**What is expected:** Scan the records and identify every line in which the string "await" occurs, then return those lines.

**Material for the task:**
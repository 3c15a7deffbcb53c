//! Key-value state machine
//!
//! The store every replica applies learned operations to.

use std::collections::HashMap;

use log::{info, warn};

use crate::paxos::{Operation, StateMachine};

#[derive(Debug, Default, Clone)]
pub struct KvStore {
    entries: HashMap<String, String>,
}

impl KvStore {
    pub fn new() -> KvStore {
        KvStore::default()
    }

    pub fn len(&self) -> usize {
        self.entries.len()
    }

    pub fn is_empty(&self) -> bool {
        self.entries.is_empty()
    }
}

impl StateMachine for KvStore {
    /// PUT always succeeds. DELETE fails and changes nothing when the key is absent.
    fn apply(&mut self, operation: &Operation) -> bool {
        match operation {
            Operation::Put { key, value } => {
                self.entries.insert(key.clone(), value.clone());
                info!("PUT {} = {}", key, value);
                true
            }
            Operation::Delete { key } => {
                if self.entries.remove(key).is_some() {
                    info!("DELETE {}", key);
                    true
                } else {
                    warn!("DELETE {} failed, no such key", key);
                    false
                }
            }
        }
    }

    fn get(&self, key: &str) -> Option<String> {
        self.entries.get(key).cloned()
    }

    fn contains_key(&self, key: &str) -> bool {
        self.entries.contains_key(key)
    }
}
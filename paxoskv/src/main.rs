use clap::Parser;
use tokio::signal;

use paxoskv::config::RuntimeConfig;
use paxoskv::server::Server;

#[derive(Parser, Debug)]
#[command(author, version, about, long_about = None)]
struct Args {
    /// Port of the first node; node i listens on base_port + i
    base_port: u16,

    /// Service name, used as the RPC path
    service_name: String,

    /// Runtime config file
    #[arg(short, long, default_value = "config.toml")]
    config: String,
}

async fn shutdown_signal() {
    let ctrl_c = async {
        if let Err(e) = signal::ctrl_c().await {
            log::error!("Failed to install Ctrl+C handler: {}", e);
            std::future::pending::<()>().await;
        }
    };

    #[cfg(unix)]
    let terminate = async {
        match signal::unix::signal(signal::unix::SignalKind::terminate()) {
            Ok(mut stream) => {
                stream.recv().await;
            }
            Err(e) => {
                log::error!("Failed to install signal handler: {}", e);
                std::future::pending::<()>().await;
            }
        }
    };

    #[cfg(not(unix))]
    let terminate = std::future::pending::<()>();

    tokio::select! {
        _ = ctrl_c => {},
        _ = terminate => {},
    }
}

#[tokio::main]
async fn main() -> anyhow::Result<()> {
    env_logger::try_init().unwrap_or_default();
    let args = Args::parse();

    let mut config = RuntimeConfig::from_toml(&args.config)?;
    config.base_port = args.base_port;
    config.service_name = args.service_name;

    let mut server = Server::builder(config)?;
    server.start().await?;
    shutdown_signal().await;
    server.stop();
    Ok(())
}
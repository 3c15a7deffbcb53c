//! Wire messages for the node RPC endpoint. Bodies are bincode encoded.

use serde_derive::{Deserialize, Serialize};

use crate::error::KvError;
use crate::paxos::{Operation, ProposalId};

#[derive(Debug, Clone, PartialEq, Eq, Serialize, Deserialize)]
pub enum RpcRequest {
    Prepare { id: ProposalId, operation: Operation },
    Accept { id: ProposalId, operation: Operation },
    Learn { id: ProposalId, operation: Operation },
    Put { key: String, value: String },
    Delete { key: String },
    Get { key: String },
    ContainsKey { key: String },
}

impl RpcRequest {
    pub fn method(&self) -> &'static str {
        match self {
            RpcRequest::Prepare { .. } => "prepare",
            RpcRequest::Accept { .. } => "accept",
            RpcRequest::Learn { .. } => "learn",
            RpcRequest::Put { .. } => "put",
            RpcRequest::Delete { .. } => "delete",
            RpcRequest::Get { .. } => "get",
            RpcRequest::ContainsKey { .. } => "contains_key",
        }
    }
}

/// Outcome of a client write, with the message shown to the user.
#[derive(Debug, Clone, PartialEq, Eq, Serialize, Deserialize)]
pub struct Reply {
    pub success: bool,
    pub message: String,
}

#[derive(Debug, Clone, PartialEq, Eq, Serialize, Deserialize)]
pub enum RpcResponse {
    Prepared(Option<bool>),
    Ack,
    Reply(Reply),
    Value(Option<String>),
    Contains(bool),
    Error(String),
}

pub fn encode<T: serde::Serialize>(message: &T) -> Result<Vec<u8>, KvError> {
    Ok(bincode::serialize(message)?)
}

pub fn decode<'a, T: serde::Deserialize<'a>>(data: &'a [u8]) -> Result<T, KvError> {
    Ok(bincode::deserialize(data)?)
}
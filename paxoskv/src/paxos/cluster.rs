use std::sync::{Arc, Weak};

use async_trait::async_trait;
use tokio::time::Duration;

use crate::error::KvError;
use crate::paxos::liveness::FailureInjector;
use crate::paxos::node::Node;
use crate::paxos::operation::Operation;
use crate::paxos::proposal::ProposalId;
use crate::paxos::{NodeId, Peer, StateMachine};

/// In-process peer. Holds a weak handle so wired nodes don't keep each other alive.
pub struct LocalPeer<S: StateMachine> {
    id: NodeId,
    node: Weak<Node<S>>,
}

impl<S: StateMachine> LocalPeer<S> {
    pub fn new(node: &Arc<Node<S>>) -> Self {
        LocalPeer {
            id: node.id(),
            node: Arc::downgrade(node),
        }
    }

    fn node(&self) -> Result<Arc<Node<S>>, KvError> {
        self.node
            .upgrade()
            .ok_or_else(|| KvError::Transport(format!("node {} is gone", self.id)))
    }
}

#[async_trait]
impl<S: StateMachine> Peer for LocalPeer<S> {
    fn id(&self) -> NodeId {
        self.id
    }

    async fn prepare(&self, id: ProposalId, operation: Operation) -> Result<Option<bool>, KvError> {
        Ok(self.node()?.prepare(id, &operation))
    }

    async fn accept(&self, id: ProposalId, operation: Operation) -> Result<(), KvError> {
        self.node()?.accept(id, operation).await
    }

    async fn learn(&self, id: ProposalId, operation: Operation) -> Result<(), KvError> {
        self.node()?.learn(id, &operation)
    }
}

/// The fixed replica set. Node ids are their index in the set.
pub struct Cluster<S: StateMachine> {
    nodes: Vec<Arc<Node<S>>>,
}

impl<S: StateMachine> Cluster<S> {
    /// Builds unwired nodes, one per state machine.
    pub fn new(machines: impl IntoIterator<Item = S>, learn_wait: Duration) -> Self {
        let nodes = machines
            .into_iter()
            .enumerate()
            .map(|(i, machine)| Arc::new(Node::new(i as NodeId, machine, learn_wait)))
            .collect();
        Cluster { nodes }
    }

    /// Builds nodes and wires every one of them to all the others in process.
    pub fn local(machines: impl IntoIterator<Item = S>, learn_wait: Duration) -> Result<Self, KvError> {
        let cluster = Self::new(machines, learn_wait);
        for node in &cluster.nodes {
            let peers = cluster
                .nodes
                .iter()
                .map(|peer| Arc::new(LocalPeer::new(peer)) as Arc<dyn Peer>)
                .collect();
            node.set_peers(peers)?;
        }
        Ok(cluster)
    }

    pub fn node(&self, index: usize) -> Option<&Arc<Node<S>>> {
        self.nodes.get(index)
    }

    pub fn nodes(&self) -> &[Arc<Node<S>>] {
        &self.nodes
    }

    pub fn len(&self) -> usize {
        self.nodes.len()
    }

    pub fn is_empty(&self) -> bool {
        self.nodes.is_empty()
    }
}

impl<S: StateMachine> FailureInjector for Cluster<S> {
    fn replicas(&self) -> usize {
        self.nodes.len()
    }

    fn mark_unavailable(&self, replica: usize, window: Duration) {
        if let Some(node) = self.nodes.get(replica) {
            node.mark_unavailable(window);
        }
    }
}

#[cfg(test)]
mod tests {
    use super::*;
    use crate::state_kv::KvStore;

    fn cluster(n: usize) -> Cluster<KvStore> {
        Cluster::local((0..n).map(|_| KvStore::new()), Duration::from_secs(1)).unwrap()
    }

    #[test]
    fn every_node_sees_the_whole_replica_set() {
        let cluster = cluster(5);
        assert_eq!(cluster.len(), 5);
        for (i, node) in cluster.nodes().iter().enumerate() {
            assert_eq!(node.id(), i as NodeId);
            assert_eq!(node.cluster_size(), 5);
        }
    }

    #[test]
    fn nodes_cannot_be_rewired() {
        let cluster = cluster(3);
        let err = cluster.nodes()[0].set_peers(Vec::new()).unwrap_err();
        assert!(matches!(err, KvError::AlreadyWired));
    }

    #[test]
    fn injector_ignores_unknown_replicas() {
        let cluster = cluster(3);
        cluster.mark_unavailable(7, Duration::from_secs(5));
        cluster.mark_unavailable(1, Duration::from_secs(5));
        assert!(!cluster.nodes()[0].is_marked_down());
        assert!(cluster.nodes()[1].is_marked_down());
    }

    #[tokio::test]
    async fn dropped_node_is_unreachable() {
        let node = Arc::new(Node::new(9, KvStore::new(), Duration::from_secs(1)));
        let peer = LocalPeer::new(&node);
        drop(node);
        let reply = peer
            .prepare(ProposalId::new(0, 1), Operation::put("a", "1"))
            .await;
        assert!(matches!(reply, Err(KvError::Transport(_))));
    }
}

**Written reply:**
        if let Err(e) = signal::ctrl_c().await {
            std::future::pending::<()>().await;
                stream.recv().await;
                std::future::pending::<()>().await;
    server.start().await?;
    shutdown_signal().await;
        self.node()?.accept(id, operation).await
            .await;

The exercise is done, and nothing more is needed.